私の専門の「会話データ分析」は、高校までの国語の授業では扱われることはまずないので、
私のゼミに所属する学生は、私の授業や高校時のオープンキャンパスで関心を持ってくれることが多いと思います。
そして、ゼミで専門的に学んで、4年生で会話データ分析の卒業論文を執筆していきますが、
就活や卒業後の生活でも、会話を客観的に見る視点を活用し、
実際に仕事や人間関係で役立っているという嬉しい連絡をくれる学生がいます。
例えば、外国人とのコミュニケーションがうまくいった、
就活で卒論の説明をしたら珍しいので関心を持ってもらえたというのはよく聞く報告です。

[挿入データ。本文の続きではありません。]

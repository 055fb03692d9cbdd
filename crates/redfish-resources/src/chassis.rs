// Copyright (C) 2025 SyncMyOrders Sp. z o.o.
// SPDX-License-Identifier: AGPL-3.0-or-later
//! Chassis: the physical enclosure of systems and drives.

use redfish_core::{Batch, Entity, Link, Links, Resource, Result, fetch_collection};
use serde::{Deserialize, Serialize};

use crate::common::{IndicatorLed, PowerState, Status};
use crate::drive::Drive;
use crate::system::ComputerSystem;

#[derive(Debug, Clone, Default, PartialEq, Serialize, Deserialize)]
pub struct ChassisLinks {
    #[serde(rename = "ComputerSystems", default)]
    pub computer_systems: Links,
    #[serde(rename = "Drives", default)]
    pub drives: Links,
    #[serde(rename = "Contains", default)]
    pub contains: Links,
    #[serde(rename = "ContainedBy", default, skip_serializing_if = "Link::is_empty")]
    pub contained_by: Link,
    #[serde(rename = "ManagedBy", default)]
    pub managed_by: Links,
}

#[derive(Debug, Clone, Serialize, Deserialize)]
pub struct Chassis {
    #[serde(flatten)]
    pub entity: Entity,
    /// `Rack`, `Blade`, `Enclosure`, `StorageEnclosure`, ...
    #[serde(rename = "ChassisType", default, skip_serializing_if = "Option::is_none")]
    pub chassis_type: Option<String>,
    #[serde(rename = "Manufacturer", default, skip_serializing_if = "Option::is_none")]
    pub manufacturer: Option<String>,
    #[serde(rename = "Model", default, skip_serializing_if = "Option::is_none")]
    pub model: Option<String>,
    #[serde(rename = "SerialNumber", default, skip_serializing_if = "Option::is_none")]
    pub serial_number: Option<String>,
    #[serde(rename = "PartNumber", default, skip_serializing_if = "Option::is_none")]
    pub part_number: Option<String>,
    #[serde(rename = "AssetTag", default, skip_serializing_if = "Option::is_none")]
    pub asset_tag: Option<String>,
    #[serde(rename = "IndicatorLED", default, skip_serializing_if = "Option::is_none")]
    pub indicator_led: Option<IndicatorLed>,
    #[serde(rename = "PowerState", default, skip_serializing_if = "Option::is_none")]
    pub power_state: Option<PowerState>,
    #[serde(rename = "Status", default)]
    pub status: Status,
    /// Drive collection, on services that expose one.
    #[serde(rename = "Drives", default, skip_serializing_if = "Link::is_empty")]
    pub drives: Link,
    #[serde(rename = "Links", default)]
    pub links: ChassisLinks,
}
redfish_core::resource!(Chassis, ["AssetTag", "IndicatorLED"]);

impl Chassis {
    /// Drives in this chassis.
    ///
    /// Uses the drive collection when the service has one, otherwise the
    /// `Links.Drives` references.
    pub async fn drives(&self) -> Result<Batch<Drive>> {
        let client = self.client()?;
        match self.drives.uri() {
            Some(uri) => fetch_collection(client, uri).await,
            None => self.links.drives.fetch(client).await,
        }
    }

    pub async fn computer_systems(&self) -> Result<Batch<ComputerSystem>> {
        self.links.computer_systems.fetch(self.client()?).await
    }

    /// The enclosing chassis, if any.
    pub async fn contained_by(&self) -> Result<Option<Chassis>> {
        self.links.contained_by.fetch(self.client()?).await
    }
}

#[cfg(test)]
mod tests {
    use super::*;
    use serde_json::json;

    #[test]
    fn test_decode() {
        let chassis: Chassis = serde_json::from_value(json!({
            "@odata.id": "/redfish/v1/Chassis/1U",
            "Id": "1U",
            "ChassisType": "RackMount",
            "IndicatorLED": "Lit",
            "Links": {
                "ComputerSystems": [{"@odata.id": "/redfish/v1/Systems/1"}],
                "ContainedBy": {"@odata.id": "/redfish/v1/Chassis/Rack1"},
                "Drives": [{"@odata.id": "/d/0"}, {"@odata.id": "/d/1"}]
            }
        }))
        .unwrap();

        assert_eq!(chassis.indicator_led, Some(IndicatorLed::Lit));
        assert!(chassis.drives.is_empty());
        assert_eq!(chassis.links.drives.len(), 2);
        assert_eq!(chassis.links.contained_by.uri(), Some("/redfish/v1/Chassis/Rack1"));
    }
}
// Copyright (C) 2025 SyncMyOrders Sp. z o.o.
// SPDX-License-Identifier: AGPL-3.0-or-later
//! Members that a service may either embed in place or reference by URI.

use serde::de::{DeserializeOwned, Deserializer};
use serde::{Deserialize, Serialize, Serializer};
use serde_json::Value;

use crate::client::ApiClient;
use crate::entity::Resource;
use crate::error::{RedfishError, Result};
use crate::fetch::fetch;
use crate::odata::ODATA_ID;

/// A nested resource, present either as a full copy or as a reference.
///
/// An object holding nothing but `@odata.id` is a reference; anything else is
/// decoded as an embedded copy.
#[derive(Debug, Clone, PartialEq)]
pub enum EmbeddedOrReferenced<T> {
    Embedded(T),
    Referenced(String),
}

impl<T> EmbeddedOrReferenced<T> {
    pub fn embedded(&self) -> Option<&T> {
        match self {
            EmbeddedOrReferenced::Embedded(value) => Some(value),
            EmbeddedOrReferenced::Referenced(_) => None,
        }
    }

    pub fn is_embedded(&self) -> bool {
        matches!(self, EmbeddedOrReferenced::Embedded(_))
    }
}

impl<T: Resource> EmbeddedOrReferenced<T> {
    /// URI of the member.
    pub fn uri(&self) -> &str {
        match self {
            EmbeddedOrReferenced::Embedded(value) => value.odata_id(),
            EmbeddedOrReferenced::Referenced(uri) => uri,
        }
    }

    /// The full resource, fetching it if only a reference was served.
    ///
    /// Embedded copies are returned as decoded, without I/O.
    pub async fn resolve(&self, client: &ApiClient) -> Result<T>
    where
        T: Clone,
    {
        match self {
            EmbeddedOrReferenced::Embedded(value) => Ok(value.clone()),
            EmbeddedOrReferenced::Referenced(uri) => fetch(client, uri).await,
        }
    }
}

impl<'de, T: DeserializeOwned> Deserialize<'de> for EmbeddedOrReferenced<T> {
    fn deserialize<D: Deserializer<'de>>(deserializer: D) -> std::result::Result<Self, D::Error> {
        let value = Value::deserialize(deserializer)?;
        if let Value::Object(map) = &value {
            if map.len() == 1 {
                if let Some(Value::String(uri)) = map.get(ODATA_ID) {
                    return Ok(EmbeddedOrReferenced::Referenced(uri.clone()));
                }
            }
        }
        T::deserialize(value)
            .map(EmbeddedOrReferenced::Embedded)
            .map_err(serde::de::Error::custom)
    }
}

impl<T: Serialize> Serialize for EmbeddedOrReferenced<T> {
    fn serialize<S: Serializer>(&self, serializer: S) -> std::result::Result<S::Ok, S::Error> {
        match self {
            EmbeddedOrReferenced::Embedded(value) => value.serialize(serializer),
            EmbeddedOrReferenced::Referenced(uri) => {
                let mut map = serde_json::Map::with_capacity(1);
                map.insert(ODATA_ID.to_string(), Value::String(uri.clone()));
                map.serialize(serializer)
            }
        }
    }
}

/// Resolve a list of members, fetching referenced ones.
///
/// Fails on the first error. Embedded members are returned without I/O.
pub async fn resolve_all<T: Resource + Clone>(
    client: &ApiClient,
    members: &[EmbeddedOrReferenced<T>],
) -> Result<Vec<T>> {
    if client.is_cancelled() {
        return Err(RedfishError::Cancelled);
    }
    let mut resolved = Vec::with_capacity(members.len());
    for member in members {
        resolved.push(member.resolve(client).await?);
    }
    Ok(resolved)
}
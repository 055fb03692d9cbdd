// Copyright (C) 2025 SyncMyOrders Sp. z o.o.
// SPDX-License-Identifier: AGPL-3.0-or-later
//! HTTP transport capability for the redfish client.
//!
//! The engine in `redfish-core` never talks to an HTTP library directly. It
//! consumes the narrow [`Transport`] trait defined here:
//!
//! - `get(uri)`
//! - `post(uri, body)`
//! - `patch(uri, body, if_match)`
//! - `delete(uri)`
//!
//! each returning an [`HttpResponse`] with the status code, case-insensitive
//! headers and the body bytes. [`ReqwestTransport`] is the native backend.
//!
//! # Example
//!
//! ```no_run
//! use redfish_http::{ReqwestTransport, Transport, TransportConfig};
//!
//! # async fn example() -> Result<(), Box<dyn std::error::Error>> {
//! let config = TransportConfig::new("https://bmc.example.com")
//!     .with_basic_auth("admin", "secret")
//!     .with_skip_cert_verification(true);
//! let transport = ReqwestTransport::new(config)?;
//!
//! let response = transport.get("/redfish/v1/").await?;
//! println!("status: {}", response.status);
//! # Ok(())
//! # }
//! ```

mod config;
mod error;
mod headers;
mod reqwest_transport;
mod transport;

pub use config::{Credentials, TransportConfig};
pub use error::{Result, TransportError};
pub use headers::{ResponseHeaders, RetryAfter};
pub use reqwest_transport::ReqwestTransport;
pub use transport::{HttpResponse, Transport};
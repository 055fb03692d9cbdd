// Copyright (C) 2025 SyncMyOrders Sp. z o.o.
// SPDX-License-Identifier: AGPL-3.0-or-later
//! Redfish Core
//!
//! Typed navigation and mutation of a Redfish resource graph over any
//! [`Transport`].
//!
//! This crate holds the engine shared by every resource shape:
//! - Reference decoding ([`Link`], [`Links`]) and embedded-or-referenced members
//! - Fetching single resources, bounded concurrent fan-out and paged collections
//! - Minimal-diff updates with `If-Match` concurrency control ([`commit`])
//! - Action dispatch ([`invoke`]) and task-monitor polling ([`TaskMonitor`])
//! - The error taxonomy ([`RedfishError`]) with the service's registry messages
//!
//! # Architecture
//!
//! Every fetched resource carries the [`ApiClient`] it came through and, for
//! shapes with writable properties, the raw bytes of the response. Links are
//! stored as URIs and only followed on request. Cancellation is ambient: all
//! I/O observes the client's cancellation token.
//!
//! # Example
//!
//! ```no_run
//! use redfish_core::{ApiClient, Entity, ReqwestTransport, TransportConfig, commit, fetch};
//! use serde::{Deserialize, Serialize};
//!
//! #[derive(Debug, Clone, Serialize, Deserialize)]
//! struct Chassis {
//!     #[serde(flatten)]
//!     entity: Entity,
//!     #[serde(rename = "AssetTag", default)]
//!     asset_tag: Option<String>,
//! }
//! redfish_core::resource!(Chassis, ["AssetTag"]);
//!
//! # async fn example() -> Result<(), Box<dyn std::error::Error>> {
//! let transport = ReqwestTransport::new(
//!     TransportConfig::new("https://bmc.example.com").with_basic_auth("admin", "secret"),
//! )?;
//! let client = ApiClient::new(transport);
//!
//! let mut chassis: Chassis = fetch(&client, "/redfish/v1/Chassis/1").await?;
//! chassis.asset_tag = Some("rack-12".to_string());
//! commit(&mut chassis).await?;
//! # Ok(())
//! # }
//! ```

mod action;
mod client;
mod collection;
mod config;
mod embedded;
mod entity;
mod error;
mod fetch;
mod message;
mod odata;
mod task;
pub mod tolerant;
mod update;

pub use action::{ActionResponse, ActionTarget, Actions, invoke};
pub use client::ApiClient;
pub use collection::{CollectionWalker, member_uris};
pub use config::ClientConfig;
pub use embedded::{EmbeddedOrReferenced, resolve_all};
pub use entity::{Entity, Resource};
pub use error::{CollectionError, ItemFailure, RedfishError, Result};
pub use fetch::{Batch, fetch, fetch_collection, fetch_many};
pub use message::{Message, decode_error_messages};
pub use odata::{Link, Links, ODATA_ID, check_count, decode_references};
pub use task::{Task, TaskMonitor, TaskState};
pub use update::{CommitOutcome, commit, diff};

pub use redfish_http::{
    Credentials, HttpResponse, ReqwestTransport, ResponseHeaders, RetryAfter, Transport,
    TransportConfig, TransportError,
};

/// Well-known URI of the service root.
pub const SERVICE_ROOT: &str = "/redfish/v1/";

他にも、教員になった学生が生徒とのやりとりに活かしているという報告、
女子高女子大出身で男性と話すことが不安だったけれど自信がついたという報告、
単純に楽しんで見ていたテレビ・映画・ゲーム等の会話を注意深く見るようになったという報告などがあります。
会話は基本的に毎日行うものですので、
その会話を冷静に客観的に見つめ直し、改善していく力を身に着け、
社会生活の中で役立ててくれているものと思います。

 

私が学生の頃は、会話データ分析の初学者に対する教科書などはなく、
今思えば、先生方も手探りで教えてくださっていたのだと思います。
そこで、研究仲間と共同で、会話データ分析の手法を学ぶ教科書を執筆し、
授業で使いながら改善を進めてきました。
多様な分析を行い、その結果を教科書という形で活用し、
それをまた改善していくプロセスは、学生が行う卒業論文執筆のプロセスと同じです。
次年度からは、この教科書を使って授業を行いたいと考えています。
今は受験生のみなさんが「学生」になって、
一緒に授業で多様な会話を行いながら学びあっていけることを願っています。